3回目の約束
「…お前、今自分がどんだけ可愛い顔してるか知らねぇだろ…ったく。」
「…可愛くないから。」
「可愛い。」
「…やめて。」
「照れんなって。」
「あーもうやめてってば!」

 洋一を叩こうとしたその手を掴まれる。びくつかない身体に、自分が一番驚いた。

「さっき抱きしめた時もそうだけど、お前、びくってしなかった。今も。…すっげぇ嬉しい。」

 自分の身体に起こる、自分の意志ではどうにもできないこと。それを洋一が変えてくれた。この事実の揺るがなさからは目を逸らせない。

「…信じる。」
「え?」
「信じるしかないじゃん。だって、これってあたしの身体が洋一を信じるって言ってるもん。何をしても、何を言われてもだめだった男の人に触られるってのを、…クリアしちゃうんだもん、ほんと。恐れ入る。」

 明季はそっと、洋一の胸に頭をもたれた。泣きそうだ。

「…なんだよ、明季。泣いてんのか。」
「馬鹿にすんな、ばーか。」
「…子供みてぇ。」

 くしゃっと撫でられる頭。それもすんなりと受け入れてしまう。身体は心よりもわかりやすく正直なのかもしれない。

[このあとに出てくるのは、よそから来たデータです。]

// Authentication service - the credential-lifecycle business logic

use std::sync::Arc;
use validator::Validate;

use crate::auth::{
    error::AuthError,
    models::{
        ForgotPasswordRequest, LoginRequest, RegisterRequest, ResetPasswordRequest, Role,
        UpdatePasswordRequest, User,
    },
    notifier::{build_reset_url, Notifier},
    password::PasswordService,
    repository::UserRepository,
    token::TokenService,
};

/// Authentication service coordinating all credential operations
#[derive(Clone)]
pub struct AuthService {
    users: UserRepository,
    notifier: Arc<dyn Notifier>,
    app_url: String,
}

impl AuthService {
    /// Create a new AuthService
    ///
    /// `app_url` is the base for reset links embedded in notifications.
    pub fn new(users: UserRepository, notifier: Arc<dyn Notifier>, app_url: String) -> Self {
        Self {
            users,
            notifier,
            app_url,
        }
    }

    pub fn users(&self) -> &UserRepository {
        &self.users
    }

    /// Register a new user
    ///
    /// 1. Validates the request
    /// 2. Rejects when the email OR mobile is already taken
    /// 3. Hashes the password and creates the record
    /// 4. Issues a session token and persists its hash
    pub async fn register(&self, request: RegisterRequest) -> Result<(User, String), AuthError> {
        request.validate()?;

        if self
            .users
            .credentials_in_use(&request.email, &request.mobile)
            .await?
        {
            return Err(AuthError::DuplicateUser);
        }

        let password_hash = PasswordService::hash_password(&request.password)?;
        // A concurrent registration can still race the check above; the
        // unique constraints map that to DuplicateUser inside create_user.
        let user = self
            .users
            .create_user(
                &request.firstname,
                &request.lastname,
                &request.email,
                &request.mobile,
                &password_hash,
            )
            .await?;

        let token = self.issue_session_token(user.id).await?;
        Ok((user, token))
    }

    /// Login a user
    ///
    /// Existence is checked before any hash verification so a missing
    /// record and a wrong password are indistinguishable to the caller.
    pub async fn login(&self, request: LoginRequest) -> Result<(User, String), AuthError> {
        request.validate()?;

        let user = self
            .users
            .find_by_email(&request.email)
            .await?
            .ok_or(AuthError::InvalidCredentials)?;

        if !PasswordService::verify_password(&request.password, &user.password_hash)? {
            return Err(AuthError::InvalidCredentials);
        }

        let token = self.issue_session_token(user.id).await?;
        Ok((user, token))
    }

    /// Login an admin: regular login plus a role check
    pub async fn login_admin(&self, request: LoginRequest) -> Result<(User, String), AuthError> {
        request.validate()?;

        let user = self
            .users
            .find_by_email(&request.email)
            .await?
            .ok_or(AuthError::InvalidCredentials)?;

        if !PasswordService::verify_password(&request.password, &user.password_hash)? {
            return Err(AuthError::InvalidCredentials);
        }

        if user.role != Role::Admin {
            return Err(AuthError::AdminOnly);
        }

        let token = self.issue_session_token(user.id).await?;
        Ok((user, token))
    }

    /// Exchange the cookie-held user id for a fresh session token
    ///
    /// The new token's hash is persisted, symmetric with login.
    pub async fn refresh_token(&self, user_id: i32) -> Result<String, AuthError> {
        let user = self
            .users
            .find_by_id(user_id)
            .await?
            .ok_or(AuthError::UnknownRefreshUser)?;

        self.issue_session_token(user.id).await
    }

    /// Invalidate the caller's current session token
    pub async fn logout(&self, user_id: i32) -> Result<(), AuthError> {
        self.users.clear_session_token(user_id).await
    }

    /// Change a user's password after verifying the current one
    pub async fn update_password(
        &self,
        target_id: i32,
        request: UpdatePasswordRequest,
    ) -> Result<User, AuthError> {
        request.validate()?;

        let user = self
            .users
            .find_by_id(target_id)
            .await?
            .ok_or(AuthError::UserNotFound(target_id))?;

        if !PasswordService::verify_password(&request.password, &user.password_hash)? {
            return Err(AuthError::IncorrectCurrentPassword);
        }

        let new_hash = PasswordService::hash_password(&request.new_password)?;
        self.users.update_password(user.id, &new_hash).await
    }

    /// Issue a password-reset token and hand the reset link to the notifier
    ///
    /// Returns `None` when no account matches; callers respond with the
    /// same success-shaped body either way so account existence never
    /// leaks through this endpoint.
    pub async fn forgot_password(
        &self,
        request: ForgotPasswordRequest,
    ) -> Result<Option<String>, AuthError> {
        request.validate()?;

        let Some(user) = self.users.find_by_email(&request.email).await? else {
            return Ok(None);
        };

        let token = TokenService::generate_token();
        let token_hash = TokenService::hash_token(&token);
        let expires_at = TokenService::reset_token_expiry();
        self.users
            .set_reset_token(user.id, &token_hash, expires_at)
            .await?;

        let reset_url = build_reset_url(&self.app_url, &user.email, &token);
        self.notifier.send_password_reset(&user.email, &reset_url)?;

        Ok(Some(token))
    }

    /// Consume a reset token and store the new password
    ///
    /// Expired windows, unknown emails, and wrong tokens all collapse to
    /// the same invalid-token error. Unexpected store failures surface as
    /// Internal with the underlying message; validation failures stay 4xx.
    pub async fn reset_password(&self, request: ResetPasswordRequest) -> Result<User, AuthError> {
        request.validate()?;

        let user = self
            .users
            .find_by_email_with_active_reset(&request.email)
            .await
            .map_err(internalize)?
            .ok_or(AuthError::InvalidResetToken)?;

        let presented_hash = TokenService::hash_token(&request.token);
        let stored_hash = user
            .password_reset_token
            .as_deref()
            .ok_or(AuthError::InvalidResetToken)?;
        if presented_hash != stored_hash {
            return Err(AuthError::InvalidResetToken);
        }

        let new_hash = PasswordService::hash_password(&request.password).map_err(internalize)?;
        self.users
            .complete_password_reset(user.id, &new_hash)
            .await
            .map_err(internalize)
    }

    /// Generate a session token, persist its hash, return the plaintext
    async fn issue_session_token(&self, user_id: i32) -> Result<String, AuthError> {
        let token = TokenService::generate_token();
        let token_hash = TokenService::hash_token(&token);
        self.users.store_session_token(user_id, &token_hash).await?;
        Ok(token)
    }
}

/// Reset-password boundary policy: unexpected failures become Internal
/// (echoing the cause), expected 4xx outcomes pass through untouched.
fn internalize(err: AuthError) -> AuthError {
    match err {
        AuthError::DatabaseError(msg) => AuthError::Internal(msg),
        AuthError::PasswordHashError => AuthError::Internal("Password hashing error".to_string()),
        other => other,
    }
}
// Blog read-model rows and their JSON projection

use chrono::{DateTime, Utc};
use serde::Serialize;
use sqlx::FromRow;
use utoipa::ToSchema;

/// Blog row joined with reaction aggregates for the requesting user
#[derive(Debug, Clone, FromRow)]
pub struct BlogRow {
    pub id: i32,
    pub title: String,
    pub description: String,
    pub category: String,
    pub author: String,
    pub created_at: DateTime<Utc>,
    pub updated_at: DateTime<Utc>,
    pub is_liked: bool,
    pub is_disliked: bool,
    pub likes: i64,
    pub dislikes: i64,
}

/// Image row attached to a blog
#[derive(Debug, Clone, FromRow)]
pub struct BlogImageRow {
    pub blog_id: i32,
    pub url: String,
    pub caption: Option<String>,
}

/// Nested image projection
#[derive(Debug, Clone, Serialize, ToSchema)]
pub struct BlogImage {
    pub url: String,
    #[serde(skip_serializing_if = "Option::is_none")]
    pub caption: Option<String>,
}

impl From<BlogImageRow> for BlogImage {
    fn from(row: BlogImageRow) -> Self {
        Self {
            url: row.url,
            caption: row.caption,
        }
    }
}

/// Read-only JSON projection of a blog entity
///
/// Pure shape transformation: like/dislike flags are relative to the
/// authenticated requester, counts are global.
#[derive(Debug, Serialize, ToSchema)]
pub struct BlogResponse {
    pub id: i32,
    pub title: String,
    pub description: String,
    pub category: String,
    pub is_liked: bool,
    pub is_disliked: bool,
    pub likes: i64,
    pub dislikes: i64,
    pub images: Vec<BlogImage>,
    pub author: String,
    pub created_at: DateTime<Utc>,
    pub updated_at: DateTime<Utc>,
}

impl BlogResponse {
    pub fn from_row(row: BlogRow, images: Vec<BlogImageRow>) -> Self {
        Self {
            id: row.id,
            title: row.title,
            description: row.description,
            category: row.category,
            is_liked: row.is_liked,
            is_disliked: row.is_disliked,
            likes: row.likes,
            dislikes: row.dislikes,
            images: images.into_iter().map(BlogImage::from).collect(),
            author: row.author,
            created_at: row.created_at,
            updated_at: row.updated_at,
        }
    }
}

「よしよし、可愛い明季ちゃんはもっと泣いていいですよー。」
「可愛いもやめて。…可愛くないし。」
「そこ反論するから可愛いんだって。」

 『可愛い』が伝わる、絶妙な力加減にもっと涙腺が緩んでいく。溢れる涙を止めたくてその胸にすがると、それを優しく受け止めてくれる。

「…焦んなくていいよ。このままでもじゅーぶん、俺得だから。」
「ばーか…。」

 甘えを許されたことなんて、ほとんどない。
 でもこれを甘えと呼ぶならば、甘えることはどんなに優しいことなのだろうと本気で思う。